Personal information
- Born: March 9, 1981 (age 45) Miami, Florida, U.S.
- Listed height: 6 ft 1 in (1.85 m)
- Listed weight: 205 lb (93 kg)

Career information
- High school: Miami Northwestern
- College: Pittsburgh (1999–2001)
- NFL draft: 2002: 2nd round, 63rd overall pick

Career history
- Dallas Cowboys (2002–2004); Cleveland Browns (2004–2005); San Francisco 49ers (2006); Tampa Bay Buccaneers (2008–2009); Cincinnati Bengals (2010)*; Seattle Seahawks (2012)*;
- * Offseason and/or practice squad member only

Awards and highlights
- PFWA All-Rookie Team (2002); Biletnikoff Award (2000); Consensus All-American (2000); Big East Co-Offensive Player of The Year (2000); 2× First-team All-Big East (2000, 2001);

Career NFL statistics
- Receptions: 372
- Receiving yards: 5,685
- Receiving touchdowns: 30
- Stats at Pro Football Reference

= Antonio Bryant =

American football player (born 1981)

Antonio Bryant (born March 9, 1981) is an American former professional football player who was a wide receiver in the National Football League (NFL). He played college football for the Pittsburgh Panthers, earning consensus All-American honors and winning the Fred Biletnikoff Award. Bryant was selected by the Dallas Cowboys in the second round of the 2002 NFL draft, and also played professionally for the Cleveland Browns, San Francisco 49ers, and Tampa Bay Buccaneers of the NFL.

==Early life==
Bryant was born in Miami, Florida and graduated from Miami Northwestern High School, where he was a standout high school football player for the Bulls.
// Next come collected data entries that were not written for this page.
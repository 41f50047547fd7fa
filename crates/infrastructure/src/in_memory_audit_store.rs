use async_trait::async_trait;
use atrium_application::AuditStore;
use atrium_core::{AppError, AppResult};
use atrium_domain::AuditRecord;
use tokio::sync::RwLock;

/// In-memory append-only audit store implementation.
///
/// Rows are held in insertion order and never mutated or removed; the log
/// identifier is the one-based position in the ledger.
#[derive(Debug, Default)]
pub struct InMemoryAuditStore {
    rows: RwLock<Vec<AuditRecord>>,
}

impl InMemoryAuditStore {
    /// Creates an empty in-memory audit store.
    #[must_use]
    pub fn new() -> Self {
        Self {
            rows: RwLock::new(Vec::new()),
        }
    }
}

#[async_trait]
impl AuditStore for InMemoryAuditStore {
    async fn append_row(&self, record: AuditRecord) -> AppResult<AuditRecord> {
        if record.log_id().is_some() {
            return Err(AppError::Validation(
                "audit rows cannot be re-appended once persisted".to_owned(),
            ));
        }

        let mut rows = self.rows.write().await;
        let stored = record.with_log_id(rows.len() as i64 + 1);
        rows.push(stored.clone());

        Ok(stored)
    }

    async fn fetch_rows(&self) -> AppResult<Vec<AuditRecord>> {
        Ok(self.rows.read().await.clone())
    }
}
He was selected as a team captain in three straight years and helped lead his team as a senior to a Class 6A state title and an undefeated record (16–0).

==College career==
Bryant attended the University of Pittsburgh, and played for the Pittsburgh Panthers football team from 1999 to 2001. He was a first-team All-Big East selection in 2000 and 2001, and was recognized as a consensus first-team All-American as a sophomore in 2000. He also won the Fred Biletnikoff Award as the season's outstanding college football receiver in 2000; he was the second sophomore to win the award (after Randy Moss). He declared for the NFL draft after his junior year, leaving as the conference's record holder for regular-season touchdowns (26) and 100-yard receiving games (13).

==Professional career==

Pre-draft measurables
| Height | Weight | Arm length | Hand span | 40-yard dash | 10-yard split | 20-yard split | Vertical jump | Broad jump |
| 6 ft 1+1⁄4 in (1.86 m) | 188 lb (85 kg) | 32+1⁄4 in (0.82 m) | 9 in (0.23 m) | 4.60 s | 1.62 s | 2.69 s | 37.0 in (0.94 m) | 10 ft 1 in (3.07 m) |
All values from NFL Combine

===Dallas Cowboys===

====2002 season====
Bryant was selected by the Dallas Cowboys in the second round (63rd overall) of the 2002 NFL draft, after dropping because of character concerns. He was given number 88 with the expectation of developing into a great player and was the first rookie wide receiver to start in a season opener since Michael Irvin. At the time, his 44 receptions ranked third, his 733 receiving yards ranked fourth and his 6 touchdown receptions ranked second all-time for a Cowboys rookie in a season. On October 13, he had his signature moment against the Carolina Panthers on a 4th and 14, last minute game-winning acrobatic touchdown reception from quarterback Quincy Carter. In Week 17, he had seven receptions for 170 yards and a touchdown in a 20–14 loss to Washington. As a rookie, he finished with 44 receptions for 733 yards and six touchdowns. He was named to the PFWA All-Rookie Team.

====2003 season====
In 2003, Bryant was moved to third receiver after Terry Glenn was signed as a free agent. He finished the 2003 season with 39 receptions for 550 yards and two touchdowns.

====2004 season====
In 2004, the arrival of free agent Keyshawn Johnson started to affect his attitude. During a mini-camp practice after being unsatisfied with the number of reps he had, he started cursing and threw his jersey aiming at Bill Parcells head, before the team broke up the fight. Although Parcells gave him a second chance, tensions kept escalating from that point forward. He was eventually traded to the Cleveland Browns after the fifth game of the season, in exchange for wide receiver Quincy Morgan, who also had issues with his team.

===Cleveland Browns===
In Week 12 of the 2004 season, Bryant had eight receptions for 131 yards and two touchdowns in a 58–48 loss to the Cincinnati Bengals. In Week 13, he had seven receptions for 115 yards and two touchdowns in a 42–15 loss to the New England Patriots. He finished the 2004 season with 58 receptions for 812 yards and four touchdowns.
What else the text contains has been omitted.